*** Begin section ***

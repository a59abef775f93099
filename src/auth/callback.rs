//! HTTP callback receiver for interactive authorization flows
//!
//! Serves the redirect endpoint that the authorization server sends the
//! user's browser back to. Each [`CallbackServer`] is explicitly
//! constructed and explicitly owned by whichever component starts the
//! interactive flow; there is no process-wide instance.
//!
//! The handler feeds every delivery through the
//! [`SessionCorrelator`](crate::auth::session::SessionCorrelator), renders
//! a human-readable page for the browser, and forwards the outcome to the
//! task blocked in [`CallbackServer::wait_for_authorization`].

use std::future::IntoFuture;
use std::net::SocketAddr;
use std::sync::Arc;
use std::time::Duration;

use axum::extract::{Query, State};
use axum::http::StatusCode;
use axum::routing::get;
use axum::Router;
use tokio::sync::mpsc;

use crate::auth::client::TokenResponse;
use crate::auth::session::{CallbackParams, SessionCorrelator};
use crate::error::{AuthKitError, Result};

/// Default wait window for the human side of the authorization flow.
pub const DEFAULT_AUTHORIZATION_TIMEOUT: Duration = Duration::from_secs(300);

/// State shared with the axum handler.
struct CallbackShared {
    correlator: Arc<SessionCorrelator>,
    outcome_tx: mpsc::Sender<Result<TokenResponse>>,
}

/// Redirect endpoint server for one or more interactive flows.
///
/// Binds a local TCP listener, serves `GET /callback`, and hands each
/// delivery to the correlator. Dropping the server stops it.
///
/// # Examples
///
/// ```no_run
/// use std::sync::Arc;
/// use std::time::Duration;
/// use mcp_authkit::auth::callback::CallbackServer;
/// use mcp_authkit::auth::session::SessionCorrelator;
///
/// # async fn example(client: Arc<mcp_authkit::auth::client::OAuthClient>) -> mcp_authkit::error::Result<()> {
/// let correlator = Arc::new(SessionCorrelator::new());
/// let server = CallbackServer::bind("127.0.0.1:3001".parse()?, Arc::clone(&correlator)).await?;
///
/// let started = correlator.begin_authorization(client).await?;
/// println!("Open the following URL in your browser:\n{}", started.auth_url);
///
/// let tokens = server
///     .wait_for_authorization(Duration::from_secs(300))
///     .await?;
/// # Ok(())
/// # }
/// ```
pub struct CallbackServer {
    local_addr: SocketAddr,
    outcome_rx: tokio::sync::Mutex<mpsc::Receiver<Result<TokenResponse>>>,
    server: tokio::task::JoinHandle<()>,
}

impl CallbackServer {
    /// Binds the callback listener and starts serving.
    ///
    /// Pass port `0` to let the OS pick a free port; the chosen address is
    /// available from [`local_addr`](Self::local_addr) for building the
    /// redirect URI.
    ///
    /// # Errors
    ///
    /// Returns an error when the listener cannot be bound.
    pub async fn bind(addr: SocketAddr, correlator: Arc<SessionCorrelator>) -> Result<Self> {
        let listener = tokio::net::TcpListener::bind(addr)
            .await
            .map_err(AuthKitError::Io)?;
        let local_addr = listener.local_addr().map_err(AuthKitError::Io)?;

        let (outcome_tx, outcome_rx) = mpsc::channel(8);
        let shared = Arc::new(CallbackShared {
            correlator,
            outcome_tx,
        });

        let app = Router::new()
            .route("/callback", get(handle_callback))
            .with_state(shared);

        tracing::debug!(%local_addr, "callback server listening");
        let server = tokio::spawn(async move {
            if let Err(e) = axum::serve(listener, app).into_future().await {
                tracing::warn!("callback server stopped: {e}");
            }
        });

        Ok(Self {
            local_addr,
            outcome_rx: tokio::sync::Mutex::new(outcome_rx),
            server,
        })
    }

    /// The address the server is actually listening on.
    pub fn local_addr(&self) -> SocketAddr {
        self.local_addr
    }

    /// Waits for the next callback delivery and returns its outcome.
    ///
    /// The wait window is caller-configurable;
    /// [`DEFAULT_AUTHORIZATION_TIMEOUT`] is a reasonable choice for
    /// browser-based flows.
    ///
    /// # Errors
    ///
    /// Returns [`AuthKitError::AuthorizationTimeout`] when no callback
    /// arrives within `timeout`, or the delivery's own error (denial,
    /// unknown session, failed exchange).
    pub async fn wait_for_authorization(&self, timeout: Duration) -> Result<TokenResponse> {
        let mut rx = self.outcome_rx.lock().await;
        match tokio::time::timeout(timeout, rx.recv()).await {
            Err(_) => Err(AuthKitError::AuthorizationTimeout(timeout.as_secs()).into()),
            Ok(None) => Err(anyhow::anyhow!(
                "callback server stopped before a callback arrived"
            )),
            Ok(Some(outcome)) => outcome,
        }
    }
}

impl Drop for CallbackServer {
    fn drop(&mut self) {
        self.server.abort();
    }
}

/// Axum handler for `GET /callback`.
async fn handle_callback(
    State(shared): State<Arc<CallbackShared>>,
    Query(params): Query<CallbackParams>,
) -> (StatusCode, String) {
    let outcome = shared.correlator.handle_callback(params).await;
    let page = render_outcome(&outcome);

    // A full channel or absent waiter must not hang the browser request.
    let _ = shared.outcome_tx.try_send(outcome);

    page
}

/// Renders the browser-facing page for a callback outcome.
fn render_outcome(outcome: &Result<TokenResponse>) -> (StatusCode, String) {
    match outcome {
        Ok(_) => (
            StatusCode::OK,
            "Authorization successful. You may close this tab.".to_string(),
        ),
        Err(e) => (
            StatusCode::BAD_REQUEST,
            format!("Authorization failed: {e}\n\nReturn to the application and restart the flow."),
        ),
    }
}

/// Attempts to open the authorization URL in the user's default browser.
///
/// Errors are intentionally ignored; if the browser does not open, the
/// user can copy the URL the caller printed.
pub fn try_open_browser(url: &str) {
    #[cfg(target_os = "macos")]
    {
        let _ = std::process::Command::new("open").arg(url).spawn();
    }
    #[cfg(target_os = "linux")]
    {
        let _ = std::process::Command::new("xdg-open").arg(url).spawn();
    }
    #[cfg(not(any(target_os = "macos", target_os = "linux")))]
    {
        let _ = url;
    }
}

*** End section ***

Across the records above, count each line that holds the word "process" and give only the resulting number.

### [Response to this task]
3